Trying to figure out why I don’t want to call myself a data scientist

I want to change my LinkedIn profile a little. [EDIT: Already changed it based on stuff I wrote here…I guess I should have archived the old one for reference.] The last time I really made any major profile updates was when I was applying for my current job.  Now, I sort of like my summary – it’s a story about a non-traditional briefing I gave to a British colonel, a fuller version of which I used in my cover letter. That story was apparently interesting enough that my current employers told me after I was hired that it had caught their attention, but it doesn’t really reflect the full range of what I currently do and is too focused on my government work experience. The same is true of the ensuing description of my abilities, and the description of my current job responsibilities needs to be updated.

I’ve also decided I’m tired of my current “professional headline.” It’s currently “Social and Behavioral Scientist,” which sounds terribly generic, as it should – social and behavioral science means so many different things that it means practically nothing. It’s like someone asking “what do you like to read?” and just answering with “books”.

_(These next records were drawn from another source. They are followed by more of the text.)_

//! Activity log collaborator.
//!
//! The loader reports progress through an injected `ActivityLog` instead of a
//! global. `TracingLog` forwards to `tracing`; `MemoryLog` additionally keeps a
//! timestamped history a front end can display.

use std::fmt;
use std::sync::Mutex;

use chrono::{DateTime, Local};
use serde::Serialize;

/// Severity of an activity entry
#[derive(Debug, Clone, Copy, PartialEq, Eq, PartialOrd, Ord, Serialize)]
#[serde(rename_all = "lowercase")]
pub enum LogLevel {
    Debug,
    Info,
    Warning,
    Error,
}

impl fmt::Display for LogLevel {
    fn fmt(&self, f: &mut fmt::Formatter<'_>) -> fmt::Result {
        let label = match self {
            LogLevel::Debug => "debug",
            LogLevel::Info => "info",
            LogLevel::Warning => "warning",
            LogLevel::Error => "error",
        };
        f.write_str(label)
    }
}

/// Sink for user-facing activity messages. Fire-and-forget.
pub trait ActivityLog: Send + Sync {
    fn add_log(&self, level: LogLevel, message: &str);
}

fn emit_tracing(level: LogLevel, message: &str) {
    match level {
        LogLevel::Debug => tracing::debug!("{}", message),
        LogLevel::Info => tracing::info!("{}", message),
        LogLevel::Warning => tracing::warn!("{}", message),
        LogLevel::Error => tracing::error!("{}", message),
    }
}

/// Forwards activity straight to `tracing`
#[derive(Debug, Default, Clone, Copy)]
pub struct TracingLog;

impl ActivityLog for TracingLog {
    fn add_log(&self, level: LogLevel, message: &str) {
        emit_tracing(level, message);
    }
}

/// A recorded activity entry
#[derive(Debug, Clone, Serialize)]
pub struct LogEntry {
    pub level: LogLevel,
    pub message: String,
    pub timestamp: DateTime<Local>,
}

/// Keeps every entry in memory and forwards it to `tracing`
#[derive(Debug, Default)]
pub struct MemoryLog {
    entries: Mutex<Vec<LogEntry>>,
}

impl MemoryLog {
    pub fn new() -> Self {
        Self::default()
    }

    /// Snapshot of all entries so far
    pub fn entries(&self) -> Vec<LogEntry> {
        self.entries
            .lock()
            .map(|entries| entries.clone())
            .unwrap_or_default()
    }

    /// Entries at `level` or above
    pub fn at_least(&self, level: LogLevel) -> Vec<LogEntry> {
        self.entries()
            .into_iter()
            .filter(|e| e.level >= level)
            .collect()
    }

    /// Whether any entry at `level` contains `needle`
    #[cfg(test)]
    pub fn contains(&self, level: LogLevel, needle: &str) -> bool {
        self.entries()
            .iter()
            .any(|e| e.level == level && e.message.contains(needle))
    }
}

impl ActivityLog for MemoryLog {
    fn add_log(&self, level: LogLevel, message: &str) {
        emit_tracing(level, message);
        if let Ok(mut entries) = self.entries.lock() {
            entries.push(LogEntry {
                level,
                message: message.to_string(),
                timestamp: Local::now(),
            });
        }
    }
}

I see a lot of people describe themselves in terms of their topical focus. That’s a problem for me, because I don’t have a topical focus and I like it that way. I’ve done research on conflict in Afghanistan and Pakistan, and am continuing to do so. I’ve done a good bit of market research – branding, segmentation, customer preferences, and things like that. Paul and I have recently turned to researching research itself, as we’re in middle (well, not that far…first quarter?) of doing a meta-analysis of cited support for claims of ethnic violence in the Bosnia conflict. I’m also starting to look at getting back into some education research (my M.A. thesis was on student consumption of history curricula). And the only reason I’ve limited myself to the topics I just listed is because opportunities to study other things haven’t presented themselves yet. For me, behavior is the interesting thing. The context of that behavior doesn’t really make it more or less interesting to me.

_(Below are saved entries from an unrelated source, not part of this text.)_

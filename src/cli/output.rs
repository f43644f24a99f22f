//! Output formatting utilities for CLI

use serde::Serialize;

/// Output format for CLI commands
#[derive(Debug, Clone, Copy, PartialEq, Eq)]
pub enum OutputFormat {
    Text,
    Json,
}

/// Print a serializable value as JSON or use custom text formatter
pub fn print_formatted<T, F>(value: &T, format: OutputFormat, text_formatter: F)
where
    T: Serialize,
    F: FnOnce(&T) -> String,
{
    match format {
        OutputFormat::Text => println!("{}", text_formatter(value)),
        OutputFormat::Json => {
            if let Ok(json) = serde_json::to_string_pretty(value) {
                println!("{}", json);
            }
        }
    }
}

/// Print a success message (suppressed in quiet mode)
pub fn print_success(message: &str, quiet: bool) {
    if !quiet {
        println!("{}", message);
    }
}

/// Print an error message (never suppressed)
pub fn print_error(message: &str) {
    eprintln!("Error: {}", message);
}

/// Format a status line with a check mark or blank box
pub fn status_line(ok: bool, message: &str) -> String {
    if ok {
        format!("[OK] {}", message)
    } else {
        format!("[  ] {}", message)
    }
}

I’ve also seen a lot of people describe themselves in terms of the methods they use. Maybe I dislike that approach just because social/behavioral research methods tend to get pigeon-holed into the useless quantitative/qualitative framework, which means I either need to (1) allow people to mistakenly assume that I have less methodological breadth than I actually do, (2) allow people to be confused when I mix methodological descriptions that they normally wouldn’t put together – e.g. “statistical ethnography”, (3) spend an inordinate amount of time boring and possible mildly offending people with an explanation of why I reject their methodological categories, or (4) describe myself as doing “mixed methods”, a term that I think is really kind of silly.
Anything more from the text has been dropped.